American jazz musician (1929–2013)

Leonard "Red" Balaban (December 22, 1929 – December 29, 2013) was an American jazz tubist and sousaphonist. He also played banjo, stand-up bass, slide trombone, ukulele and rhythm guitar.

Balaban resided as an adult in the Florida panhandle, where he worked as a farmer and played in regional ensembles from the 1950s. He held a regular gig from 1966 at the Dixieland jazz club Your Father's Mustache in New York City. He is the son of Barney Balaban, former president of Paramount Pictures. His sister is actress and author Judy Balaban and his brother is film producer and director Burt Balaban. He is of Jewish descent.
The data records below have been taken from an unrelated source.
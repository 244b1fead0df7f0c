use super::common::{MAX_ELEMENT_HEIGHT, COORDS_Z_STEP, TileCoordsXY};

/// Tile region whose rendering is stale.
#[derive(Clone, Copy, Debug, PartialEq, Eq)]
#[cfg_attr(feature = "serde", derive(serde::Serialize, serde::Deserialize))]
pub struct InvalidatedRegion {
    pub tile: TileCoordsXY,
    /// Lowest affected height in world units.
    pub z_low: i32,
    /// Highest affected height in world units.
    pub z_high: i32,
}

/// Regions marked for visual refresh, drained by the presentation layer.
///
/// Not part of the checksummed world.
#[derive(Clone, Debug, Default, PartialEq, Eq)]
pub struct InvalidationQueue {
    regions: Vec<InvalidatedRegion>,
}

impl InvalidationQueue {
    pub fn invalidate_tile(&mut self, tile: TileCoordsXY, z_low: i32, z_high: i32) {
        self.regions.push(InvalidatedRegion {
            tile,
            z_low,
            z_high,
        });
    }

    /// Marks every height of a tile as stale.
    pub fn invalidate_tile_full(&mut self, tile: TileCoordsXY) {
        self.invalidate_tile(tile, 0, MAX_ELEMENT_HEIGHT * COORDS_Z_STEP);
    }

    pub fn regions(&self) -> &[InvalidatedRegion] {
        &self.regions
    }

    pub fn is_empty(&self) -> bool {
        self.regions.is_empty()
    }

    pub fn drain(&mut self) -> Vec<InvalidatedRegion> {
        std::mem::take(&mut self.regions)
    }
}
He worked extensively as a sideman, for musicians such as Wild Bill Davison, Eddie Condon, Gene Krupa, Dick Wellstood, and Kenny Davern. Balaban opened the third incarnation of Eddie Condon's Jazz club on W. 54th Street after arranging permission for using Eddie's name from Condon's widow. From 1975, he co-led the house band with Ed Polcer, with whom he later shared ownership of the club. Other noted musicians in this outfit included Vic Dickenson, Warren Vache, and Connie Kay. The club closed in the mid-1980s.

Balaban died at the age of 84 on December 29, 2013, after a brief illness. He was living with his wife of 62 years, Maxine (known as Micki), at their lakefront home in West Haven, Connecticut.